Characterization of CEP dendrites of worms treated with MeHg. (a-c) Representative images of puncta positive dendrites of CEP neurons in worms treated with MeHg. Arrowheads show the beading-shape puncta in the dendrites of CEP. scable bar = 20 μm. (d-g) Shrinkage of CEP dendrites in worms treated with MeHg. scable bar = 50 μm. (h) Number of worms with CEP dendritic shrinkage following MeHg treatment (Fisher’s exact test).

Fig. 5

MeHg dose-dependently increases puncta in the dendrites of CEP neurons. (a) OH9173 strain was treated with 0–5 μM MeHg for 10 days, followed by counting the number of puncta in CEP soma and dendrites. The horizontal lines represent median values. (Kruskal-Wallis test followed by Dunn’s multiple comparisons test, n=3). (b) Reanalysis of data presented in (a) showing the number of worms with positive puncta (Fisher’s exact test).

Fig. 6

MeHg time-dependently increases puncta in the dendrites of CEP neurons. (a) OH9173 strain was treated with 5 μM MeHg for 0–10 days, followed by counting the number of puncta in CEP soma and dendrites. The horizontal lines represent median values (Kruskal-Wallis test followed by Dunn’s multiple comparisons test, n=3). (b) Reanalysis of data presented in (a) showing the number of worms with positive puncta (Chi-square test).

Fig. 7

Chronic exposure to MeHg doesn’t invoke overexpression of gst-4. (a) CL2166 strain was treated with 0–5 μM MeHg for 1 day, followed by measurement of fluorescence intensity with ImageJ software. (b) CL2166 strain was treated with 0–5 μM MeHg for 10 days, followed by measurement of fluorescence intensity with ImageJ software. (c) CL2166 strain was treated with 5 μM MeHg for 0–10 days, followed by measurement of fluorescence intensity with ImageJ software. (d,e) Representative images of worms treated without MeHg (d) or with MeHg for 6 days (e).
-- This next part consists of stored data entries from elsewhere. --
//! Design-stage error type.

use thiserror::Error;

use wn_core::CoreError;
use wn_spatial::SpatialError;

/// Errors produced by `wn-design`.
#[derive(Debug, Error, Clone, PartialEq)]
pub enum DesignError {
    /// A stage needs at least one warehouse to assign orders to.
    #[error("no warehouses to assign orders to")]
    NoWarehouses,

    #[error("invalid input: {0}")]
    InvalidInput(String),

    #[error(transparent)]
    Core(#[from] CoreError),

    #[error(transparent)]
    Spatial(#[from] SpatialError),
}

pub type DesignResult<T> = Result<T, DesignError>;
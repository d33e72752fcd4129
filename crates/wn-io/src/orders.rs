//! Order CSV ingestion.
//!
//! Expected header (order of columns is free, names are trimmed and matched
//! case-insensitively):
//!
//! ```text
//! created_date, pickup_long, pickup_lat, order_long, order_lat[, customer]
//! ```
//!
//! Rows with an unparsable date or coordinate, or with a point outside the
//! operating region, are skipped and reported.  Accepted rows are sorted by
//! creation time and numbered `OrderId(0..)` in that order.

use std::fs::File;
use std::io::Read;
use std::path::Path;

use chrono::{DateTime, NaiveDate, NaiveDateTime};
use csv::StringRecord;
use tracing::{info, warn};

use wn_core::{BoundingBox, GeoPoint, OrderId, OrderRecord};

use crate::{IoError, IoResult};

/// `strftime` layouts tried after RFC 3339, in order.
const DATETIME_FORMATS: [&str; 6] = [
    "%Y-%m-%d %H:%M:%S%.f",
    "%Y-%m-%dT%H:%M:%S%.f",
    "%Y-%m-%d %H:%M",
    "%d-%m-%Y %H:%M:%S",
    "%d/%m/%Y %H:%M:%S",
    "%d/%m/%Y %H:%M",
];
const DATE_FORMATS: [&str; 3] = ["%Y-%m-%d", "%d-%m-%Y", "%d/%m/%Y"];

/// A row that did not become an order.
#[derive(Clone, Debug, PartialEq, Eq)]
pub struct RejectedRow {
    /// 1-based line number in the source, header included.
    pub line: u64,
    pub reason: String,
}

#[derive(Clone, Debug, Default, PartialEq)]
pub struct OrderLoad {
    pub orders: Vec<OrderRecord>,
    pub rejected: Vec<RejectedRow>,
}

struct Columns {
    created: usize,
    pickup_lon: usize,
    pickup_lat: usize,
    order_lon: usize,
    order_lat: usize,
    customer: Option<usize>,
}

impl Columns {
    fn locate(headers: &StringRecord) -> IoResult<Self> {
        let find = |name: &str| headers.iter().position(|h| h.trim().eq_ignore_ascii_case(name));
        let require = |name: &'static str| find(name).ok_or(IoError::MissingColumn(name));
        Ok(Self {
            created: require("created_date")?,
            pickup_lon: require("pickup_long")?,
            pickup_lat: require("pickup_lat")?,
            order_lon: require("order_long")?,
            order_lat: require("order_lat")?,
            customer: find("customer"),
        })
    }
}

/// Load orders from a CSV file.
pub fn load_orders_csv(path: &Path, region: &BoundingBox) -> IoResult<OrderLoad> {
    let load = load_orders_reader(File::open(path)?, region)?;
    info!(
        path = %path.display(),
        accepted = load.orders.len(),
        rejected = load.rejected.len(),
        "orders loaded"
    );
    Ok(load)
}

/// Load orders from any CSV source.
pub fn load_orders_reader<R: Read>(reader: R, region: &BoundingBox) -> IoResult<OrderLoad> {
    let mut rdr = csv::ReaderBuilder::new().flexible(true).trim(csv::Trim::All).from_reader(reader);
    let cols = Columns::locate(rdr.headers()?)?;

    let mut accepted: Vec<(i64, GeoPoint, GeoPoint, Option<String>)> = Vec::new();
    let mut rejected = Vec::new();

    for (i, record) in rdr.records().enumerate() {
        let line = record.as_ref().ok().and_then(|r| r.position()).map_or(i as u64 + 2, |p| p.line());
        let row = record.map_err(|e| e.to_string()).and_then(|r| parse_row(&r, &cols, region));
        match row {
            Ok(parsed) => accepted.push(parsed),
            Err(reason) => {
                warn!(line, %reason, "order row rejected");
                rejected.push(RejectedRow { line, reason });
            }
        }
    }

    // Stable: rows with equal timestamps keep file order.
    accepted.sort_by_key(|(ts, ..)| *ts);
    let orders = accepted
        .into_iter()
        .enumerate()
        .map(|(i, (ts, pickup, delivery, customer))| {
            let order = OrderRecord::new(OrderId(i as u32), ts, pickup, delivery);
            match customer {
                Some(c) => order.with_customer(c),
                None => order,
            }
        })
        .collect();

    Ok(OrderLoad { orders, rejected })
}

fn parse_row(
    r: &StringRecord,
    cols: &Columns,
    region: &BoundingBox,
) -> Result<(i64, GeoPoint, GeoPoint, Option<String>), String> {
    let field = |idx: usize, name: &str| {
        r.get(idx)
            .filter(|s| !s.is_empty())
            .ok_or_else(|| format!("missing {name}"))
    };
    let coord = |idx: usize, name: &str| -> Result<f64, String> {
        let raw = field(idx, name)?;
        raw.parse::<f64>()
            .ok()
            .filter(|v| v.is_finite())
            .ok_or_else(|| format!("{name} `{raw}` is not a number"))
    };

    let raw_date = field(cols.created, "created_date")?;
    let ts = parse_timestamp(raw_date).ok_or_else(|| format!("created_date `{raw_date}` is not a date"))?;

    let pickup = GeoPoint::new(coord(cols.pickup_lat, "pickup_lat")?, coord(cols.pickup_lon, "pickup_long")?);
    let delivery = GeoPoint::new(coord(cols.order_lat, "order_lat")?, coord(cols.order_lon, "order_long")?);
    if !region.contains(pickup) {
        return Err(format!("pickup point {pickup} outside operating region"));
    }
    if !region.contains(delivery) {
        return Err(format!("delivery point {delivery} outside operating region"));
    }

    let customer = cols.customer.and_then(|c| r.get(c)).filter(|s| !s.is_empty()).map(str::to_owned);
    Ok((ts, pickup, delivery, customer))
}

/// Parse a creation timestamp into Unix seconds.  Naive values are read as UTC.
pub fn parse_timestamp(raw: &str) -> Option<i64> {
    let raw = raw.trim();
    if let Ok(dt) = DateTime::parse_from_rfc3339(raw) {
        return Some(dt.timestamp());
    }
    if let Some(dt) = DATETIME_FORMATS.iter().find_map(|f| NaiveDateTime::parse_from_str(raw, f).ok()) {
        return Some(dt.and_utc().timestamp());
    }
    DATE_FORMATS
        .iter()
        .find_map(|f| NaiveDate::parse_from_str(raw, f).ok())
        .and_then(|d| d.and_hms_opt(0, 0, 0))
        .map(|dt| dt.and_utc().timestamp())
}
Data are expressed as mean ± SD (one-way ANOVA followed by Tukey’s post hoc test, n=3).

Fig. 8

Expression of tubulin genes is not associated with MeHg exposure. (a) N2 strain was treated with 5 μM MeHg for 4 or 10 days, followed by measurement of tba-1 mRNA with RT-PCR. (b) N2 strain was treated with 5 μM MeHg for 4 or 10 days, followed by measurement of tba-2 mRNA with RT-PCR. Data are expressed as mean ± SD (one-way ANOVA followed by Tukey’s post hoc test; n=3).